• **Raw data**
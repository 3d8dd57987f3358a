use clap::Parser;
use tokio_util::sync::CancellationToken;
use tracing_subscriber::{layer::SubscriberExt, util::SubscriberInitExt};

use stylesync::api::{create_router, AppState};
use stylesync::config::{Config, LogFormat, CREDENTIAL_ENV_VARS};
use stylesync::llm::LlmProvider;
use stylesync::services::SessionSweeper;

#[derive(Parser)]
#[command(name = "stylesync")]
#[command(about = "AI fashion assistant: analyze clothing photos and get outfit recommendations")]
struct Args {
    /// Address to bind (overrides HOST)
    #[arg(long)]
    host: Option<String>,

    /// Port to listen on (overrides PORT)
    #[arg(long)]
    port: Option<u16>,
}

fn init_tracing(format: LogFormat) {
    let filter = tracing_subscriber::EnvFilter::try_from_default_env()
        .unwrap_or_else(|_| "stylesync=info,tower_http=debug".into());

    match format {
        LogFormat::Pretty => tracing_subscriber::registry()
            .with(filter)
            .with(tracing_subscriber::fmt::layer())
            .init(),
        LogFormat::Json => tracing_subscriber::registry()
            .with(filter)
            .with(tracing_subscriber::fmt::layer().json())
            .init(),
    }
}

#[tokio::main]
async fn main() -> anyhow::Result<()> {
    let args = Args::parse();

    dotenvy::dotenv().ok();

    // Tracing must be up before Config::from_env, which logs parse warnings.
    let log_format = std::env::var("LOG_FORMAT")
        .ok()
        .and_then(|value| value.parse().ok())
        .unwrap_or(LogFormat::Pretty);
    init_tracing(log_format);

    let mut config = Config::from_env();
    if let Some(host) = args.host {
        config.server.host = host;
    }
    if let Some(port) = args.port {
        config.server.port = port;
    }

    tracing::info!("Initializing LLM provider: {}...", config.llm.model);
    let llm = LlmProvider::new(&config.llm);
    if !llm.is_configured() {
        tracing::warn!("LLM provider unavailable - analysis and recommendations will fail");
    } else if !llm.is_available() {
        tracing::warn!(
            "No API key found in {} - each session must enter its own credential",
            CREDENTIAL_ENV_VARS.join(" or ")
        );
    }

    let state = AppState::new(config.clone(), llm);

    let cancel_token = CancellationToken::new();

    tracing::info!(
        "Starting session sweeper... (idle_timeout={}s, max_sessions={})",
        config.session.idle_timeout_secs,
        config.session.max_sessions
    );
    let sweeper = SessionSweeper::new(state.sessions.clone(), config.session.sweep_interval_secs);
    let token = cancel_token.child_token();
    tokio::spawn(async move {
        loop {
            tokio::select! {
                _ = token.cancelled() => {
                    tracing::info!("Session sweeper shutting down...");
                    break;
                }
                _ = tokio::time::sleep(tokio::time::Duration::from_secs(sweeper.interval_secs())) => {
                    sweeper.run_once();
                }
            }
        }
    });

    let app = create_router(state);

    let addr = format!("{}:{}", config.server.host, config.server.port);
    tracing::info!("StyleSync starting on http://{}", addr);
    tracing::info!("  Health check: http://{}/api/v1/health", addr);
    tracing::info!("  API docs:     http://{}/api/v1/docs", addr);
    tracing::info!("  OpenAPI spec: http://{}/api/v1/openapi.json", addr);

    let listener = tokio::net::TcpListener::bind(&addr).await?;
    axum::serve(listener, app)
        .with_graceful_shutdown(shutdown_signal(cancel_token))
        .await?;

    Ok(())
}

async fn shutdown_signal(cancel_token: CancellationToken) {
    let ctrl_c = async {
        if let Err(e) = tokio::signal::ctrl_c().await {
            tracing::error!("Failed to install Ctrl+C handler: {}", e);
            std::future::pending::<()>().await;
        }
    };

    #[cfg(unix)]
    let terminate = async {
        match tokio::signal::unix::signal(tokio::signal::unix::SignalKind::terminate()) {
            Ok(mut signal) => {
                signal.recv().await;
            }
            Err(e) => {
                tracing::error!("Failed to install SIGTERM handler: {}", e);
                std::future::pending::<()>().await;
            }
        }
    };

    #[cfg(not(unix))]
    let terminate = std::future::pending::<()>();

    tokio::select! {
        _ = ctrl_c => {},
        _ = terminate => {},
    }

    tracing::info!("Shutdown signal received, cancelling background tasks...");
    cancel_token.cancel();
}
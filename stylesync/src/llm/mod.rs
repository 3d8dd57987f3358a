mod api;
mod gateway;
pub mod prompts;
mod provider;

pub use api::LlmApiClient;
pub use gateway::{complete_structured, GatewayRequest, ImageAttachment, ModelGateway};
pub use provider::{CredentialSource, LlmBackend, LlmProvider};
use axum::extract::rejection::JsonRejection;
use axum::extract::FromRequest;
use axum::response::{IntoResponse, Response};

use crate::api::v1::response::{ApiResponse, ErrorCode};

/// `axum::Json` whose rejections come back as a v1 error envelope.
#[derive(FromRequest)]
#[from_request(via(axum::Json), rejection(JsonBodyRejection))]
pub struct AppJson<T>(pub T);

pub struct JsonBodyRejection(ApiResponse<()>);

impl From<JsonRejection> for JsonBodyRejection {
    fn from(rejection: JsonRejection) -> Self {
        Self(map_json_rejection(rejection))
    }
}

impl IntoResponse for JsonBodyRejection {
    fn into_response(self) -> Response {
        self.0.into_response()
    }
}

fn map_json_rejection(rejection: JsonRejection) -> ApiResponse<()> {
    let message = match rejection {
        JsonRejection::JsonDataError(err) => {
            let message = err.body_text();
            match extract_missing_field(&message) {
                Some(field) => format!("Missing required field: {field}"),
                None => format!("Invalid JSON: {message}"),
            }
        }
        JsonRejection::JsonSyntaxError(err) => format!("JSON syntax error: {}", err.body_text()),
        JsonRejection::MissingJsonContentType(_) => {
            "Missing `Content-Type: application/json` header".to_string()
        }
        JsonRejection::BytesRejection(_) => {
            return ApiResponse::error(ErrorCode::InternalError, "Failed to read request body");
        }
        other => other.body_text(),
    };

    ApiResponse::error(ErrorCode::InvalidRequest, message)
}

fn extract_missing_field(message: &str) -> Option<&str> {
    let prefix = "missing field `";
    let start = message.find(prefix)? + prefix.len();
    let remaining = message.get(start..)?;
    let end = remaining.find('`')?;
    remaining.get(..end)
}
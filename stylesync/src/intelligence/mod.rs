pub mod extractor;
pub mod recommender;
pub mod stylist;

pub use extractor::AttributeExtractor;
pub use recommender::{resolve_outfit, RecommendationEngine};
pub use stylist::Stylist;
use thiserror::Error;

#[derive(Error, Debug)]
pub enum StyleSyncError {
    #[error("Not found: {0}")]
    NotFound(String),

    #[error("Validation error: {0}")]
    Validation(String),

    #[error("JSON error: {0}")]
    Json(#[from] serde_json::Error),

    #[error("IO error: {0}")]
    Io(#[from] std::io::Error),

    #[error("Internal server error: {0}")]
    Internal(String),

    #[error("LLM error: {0}")]
    Llm(String),

    #[error("LLM unavailable: {0}")]
    LlmUnavailable(String),

    #[error("LLM rate limit exceeded, retry after {retry_after:?} seconds")]
    LlmRateLimit { retry_after: Option<u64> },

    /// The model gateway failed while analyzing an image.
    #[error("Error analyzing image: {0}")]
    Extraction(String),

    /// The model gateway failed while generating recommendations.
    #[error("Error getting recommendations: {0}")]
    Recommendation(String),

    #[error("Your wardrobe is empty. Add some clothing items first")]
    EmptyWardrobe,

    #[error("No API credential available. Provide an API key to continue")]
    MissingCredential,
}

pub type Result<T> = std::result::Result<T, StyleSyncError>;

#[cfg(test)]
mod tests {
    use super::*;

    #[test]
    fn test_extraction_message_prefix() {
        let error = StyleSyncError::Extraction("quota exhausted".into());
        assert_eq!(error.to_string(), "Error analyzing image: quota exhausted");
    }
}
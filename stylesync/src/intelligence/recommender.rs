use std::sync::Arc;

use crate::config::WardrobeConfig;
use crate::error::{Result, StyleSyncError};
use crate::llm::{complete_structured, prompts, GatewayRequest, ModelGateway};
use crate::models::{OutfitRecommendation, WardrobeItem};
use crate::services::Wardrobe;

/// Asks the model for outfits drawn from a wardrobe.
#[derive(Clone)]
pub struct RecommendationEngine {
    gateway: Arc<dyn ModelGateway>,
    default_max_items: usize,
    max_items_cap: usize,
}

impl RecommendationEngine {
    pub fn new(gateway: Arc<dyn ModelGateway>, config: &WardrobeConfig) -> Self {
        let max_items_cap = config.max_recommendations.max(1);
        Self {
            gateway,
            default_max_items: config.default_recommendations.clamp(1, max_items_cap),
            max_items_cap,
        }
    }

    pub fn default_max_items(&self) -> usize {
        self.default_max_items
    }

    /// Clamp a requested outfit count into `1..=MAX_RECOMMENDATIONS`.
    pub fn effective_max_items(&self, requested: Option<usize>) -> usize {
        requested
            .unwrap_or(self.default_max_items)
            .clamp(1, self.max_items_cap)
    }

    /// Generate a recommendation. An empty wardrobe short-circuits with
    /// [`StyleSyncError::EmptyWardrobe`] before the model is contacted.
    ///
    /// Ids in the result are whatever the model returned; use
    /// [`resolve_outfit`] to map them back onto the wardrobe.
    pub async fn recommend(
        &self,
        wardrobe: &Wardrobe,
        preferences: &str,
        max_items: Option<usize>,
    ) -> Result<OutfitRecommendation> {
        if wardrobe.is_empty() {
            return Err(StyleSyncError::EmptyWardrobe);
        }

        let max_items = self.effective_max_items(max_items);
        let system = prompts::outfit_recommendation_system_prompt(wardrobe.list(), max_items)
            .map_err(|e| StyleSyncError::Internal(format!("Failed to serialize wardrobe: {e}")))?;

        let request = GatewayRequest::new(
            prompts::OUTFIT_RECOMMENDATION_SCHEMA,
            system,
            prompts::outfit_recommendation_user_prompt(preferences),
        );

        tracing::debug!(
            wardrobe_items = wardrobe.len(),
            max_items,
            "Requesting outfit recommendation"
        );

        match complete_structured::<OutfitRecommendation>(self.gateway.as_ref(), &request).await {
            Ok(recommendation) => {
                tracing::info!(
                    recommended = recommendation.recommended_items.len(),
                    "Outfit recommendation generated"
                );
                Ok(recommendation)
            }
            Err(StyleSyncError::MissingCredential) => Err(StyleSyncError::MissingCredential),
            Err(error) => {
                tracing::error!(error = %error, "Error getting recommendations");
                Err(StyleSyncError::Recommendation(error.to_string()))
            }
        }
    }
}

/// Map recommended ids onto wardrobe items, in recommendation order.
/// Ids that are not in the wardrobe are skipped.
pub fn resolve_outfit(
    wardrobe: &Wardrobe,
    recommendation: &OutfitRecommendation,
) -> Vec<WardrobeItem> {
    recommendation
        .recommended_items
        .iter()
        .filter_map(|id| {
            let item = wardrobe.get_by_id(id.as_str());
            if item.is_none() {
                tracing::debug!(item_id = %id, "Skipping unknown recommended item");
            }
            item.cloned()
        })
        .collect()
}
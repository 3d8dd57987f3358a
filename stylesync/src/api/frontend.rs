use axum::body::Body;
use axum::extract::Path;
use axum::http::{header, HeaderValue, StatusCode};
use axum::response::{IntoResponse, Response};
use rust_embed::RustEmbed;

#[derive(RustEmbed)]
#[folder = "frontend"]
struct FrontendAssets;

pub async fn serve_root() -> Response {
    serve_asset_path("").await
}

pub async fn serve_path(Path(path): Path<String>) -> Response {
    serve_asset_path(&path).await
}

async fn serve_asset_path(path: &str) -> Response {
    let requested = path.trim_start_matches('/');
    let target = if requested.is_empty() {
        "index.html"
    } else {
        requested
    };

    if target.contains("..") {
        return StatusCode::BAD_REQUEST.into_response();
    }

    if let Some(response) = response_for_file(target) {
        return response;
    }

    StatusCode::NOT_FOUND.into_response()
}

fn response_for_file(path: &str) -> Option<Response> {
    let file = FrontendAssets::get(path)?;
    let mime = mime_guess::from_path(path).first_or_octet_stream();

    let mut response = Response::new(Body::from(file.data.into_owned()));
    response.headers_mut().insert(
        header::CONTENT_TYPE,
        HeaderValue::from_str(mime.as_ref()).ok()?,
    );
    Some(response)
}
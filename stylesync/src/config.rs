use serde::Deserialize;
use std::env;

fn parse_env_or<T: std::str::FromStr>(var: &str, default: T) -> T
where
    T::Err: std::fmt::Display,
{
    match env::var(var) {
        Ok(val) => match val.parse() {
            Ok(parsed) => parsed,
            Err(e) => {
                tracing::warn!("Invalid value '{}' for {}: {}. Using default.", val, var, e);
                default
            }
        },
        Err(_) => default,
    }
}

fn parse_env_opt<T: std::str::FromStr>(var: &str) -> Option<T>
where
    T::Err: std::fmt::Display,
{
    match env::var(var) {
        Ok(val) => match val.parse() {
            Ok(parsed) => Some(parsed),
            Err(e) => {
                tracing::warn!("Invalid value '{}' for {}: {}. Ignoring.", val, var, e);
                None
            }
        },
        Err(_) => None,
    }
}

/// Read a non-empty string variable. Blank values count as unset.
fn env_non_empty(var: &str) -> Option<String> {
    env::var(var)
        .ok()
        .map(|value| value.trim().to_string())
        .filter(|value| !value.is_empty())
}

pub const DEFAULT_PORT: u16 = 8501;
pub const DEFAULT_LLM_MODEL: &str = "gemini/gemini-2.0-flash";

/// Environment variables checked for the model credential, in priority order.
pub const CREDENTIAL_ENV_VARS: &[&str] = &["GEMINI_API_KEY", "LLM_API_KEY"];

#[derive(Debug, Clone, Deserialize)]
pub struct Config {
    pub server: ServerConfig,
    pub llm: LlmConfig,
    pub wardrobe: WardrobeConfig,
    pub session: SessionConfig,
}

#[derive(Debug, Clone, Deserialize)]
pub struct ServerConfig {
    pub host: String,
    pub port: u16,
    pub log_format: LogFormat,
}

#[derive(Debug, Clone, Copy, PartialEq, Eq, Deserialize)]
#[serde(rename_all = "lowercase")]
pub enum LogFormat {
    Pretty,
    Json,
}

impl std::str::FromStr for LogFormat {
    type Err = String;

    fn from_str(s: &str) -> std::result::Result<Self, Self::Err> {
        match s.trim().to_lowercase().as_str() {
            "pretty" | "text" | "" => Ok(Self::Pretty),
            "json" => Ok(Self::Json),
            other => Err(format!("unknown log format '{other}'")),
        }
    }
}

/// LLM configuration for the multimodal chat model
#[derive(Debug, Clone, Deserialize)]
pub struct LlmConfig {
    pub model: String,
    /// Credential from the environment. When absent, each session has to
    /// supply its own key before analysis or recommendations are possible.
    pub api_key: Option<String>,
    pub base_url: Option<String>,
    pub timeout_secs: u64,
    pub max_retries: u32,
    pub temperature: f32,
}

impl Default for LlmConfig {
    fn default() -> Self {
        Self {
            model: DEFAULT_LLM_MODEL.to_string(),
            api_key: None,
            base_url: None,
            timeout_secs: 60,
            max_retries: 2,
            temperature: 0.1,
        }
    }
}

#[derive(Debug, Clone, Deserialize)]
pub struct WardrobeConfig {
    pub max_upload_bytes: usize,
    pub default_recommendations: usize,
    pub max_recommendations: usize,
}

impl Default for WardrobeConfig {
    fn default() -> Self {
        Self {
            max_upload_bytes: 20 * 1024 * 1024,
            default_recommendations: 3,
            max_recommendations: 10,
        }
    }
}

#[derive(Debug, Clone, Deserialize)]
pub struct SessionConfig {
    pub max_sessions: usize,
    pub idle_timeout_secs: u64,
    pub sweep_interval_secs: u64,
}

impl Default for SessionConfig {
    fn default() -> Self {
        Self {
            max_sessions: 1000,
            idle_timeout_secs: 3600,
            sweep_interval_secs: 60,
        }
    }
}

impl Default for Config {
    fn default() -> Self {
        let llm_defaults = LlmConfig::default();
        let wardrobe_defaults = WardrobeConfig::default();
        let session_defaults = SessionConfig::default();

        Self {
            server: ServerConfig {
                host: env_non_empty("HOST").unwrap_or_else(|| "0.0.0.0".to_string()),
                port: parse_env_or("PORT", DEFAULT_PORT),
                log_format: parse_env_opt("LOG_FORMAT").unwrap_or(LogFormat::Pretty),
            },
            llm: LlmConfig {
                model: env_non_empty("LLM_MODEL").unwrap_or(llm_defaults.model),
                api_key: CREDENTIAL_ENV_VARS
                    .iter()
                    .find_map(|var| env_non_empty(var)),
                base_url: env_non_empty("LLM_BASE_URL"),
                timeout_secs: parse_env_or("LLM_TIMEOUT", llm_defaults.timeout_secs),
                max_retries: parse_env_or("LLM_MAX_RETRIES", llm_defaults.max_retries),
                temperature: parse_env_or("LLM_TEMPERATURE", llm_defaults.temperature),
            },
            wardrobe: WardrobeConfig {
                max_upload_bytes: parse_env_or(
                    "MAX_UPLOAD_BYTES",
                    wardrobe_defaults.max_upload_bytes,
                ),
                default_recommendations: parse_env_or(
                    "DEFAULT_RECOMMENDATIONS",
                    wardrobe_defaults.default_recommendations,
                ),
                max_recommendations: parse_env_or(
                    "MAX_RECOMMENDATIONS",
                    wardrobe_defaults.max_recommendations,
                ),
            },
            session: SessionConfig {
                max_sessions: parse_env_or("MAX_SESSIONS", session_defaults.max_sessions),
                idle_timeout_secs: parse_env_or(
                    "SESSION_IDLE_TIMEOUT_SECS",
                    session_defaults.idle_timeout_secs,
                ),
                sweep_interval_secs: parse_env_or(
                    "SESSION_SWEEP_INTERVAL_SECS",
                    session_defaults.sweep_interval_secs,
                ),
            },
        }
    }
}

impl Config {
    pub fn from_env() -> Self {
        Self::default()
    }
}

/// Known LLM providers that use OpenAI-compatible APIs
pub const KNOWN_LLM_PROVIDERS: &[&str] = &["gemini", "openai", "openrouter", "ollama", "lmstudio"];

/// Parse an LLM model name into (provider, model) tuple.
pub fn parse_llm_provider_model(model: &str) -> (&str, &str) {
    if let Some((prefix, rest)) = model.split_once('/') {
        let prefix_lower = prefix.to_lowercase();
        if KNOWN_LLM_PROVIDERS.contains(&prefix_lower.as_str()) {
            return (prefix, rest);
        }
    }
    // Default to treating the whole string as a local model
    ("local", model)
}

• **What the task requires**
Number of lines holding "handler" in the listing above: work it out and give that number alone.

• **Response to the exercise**
2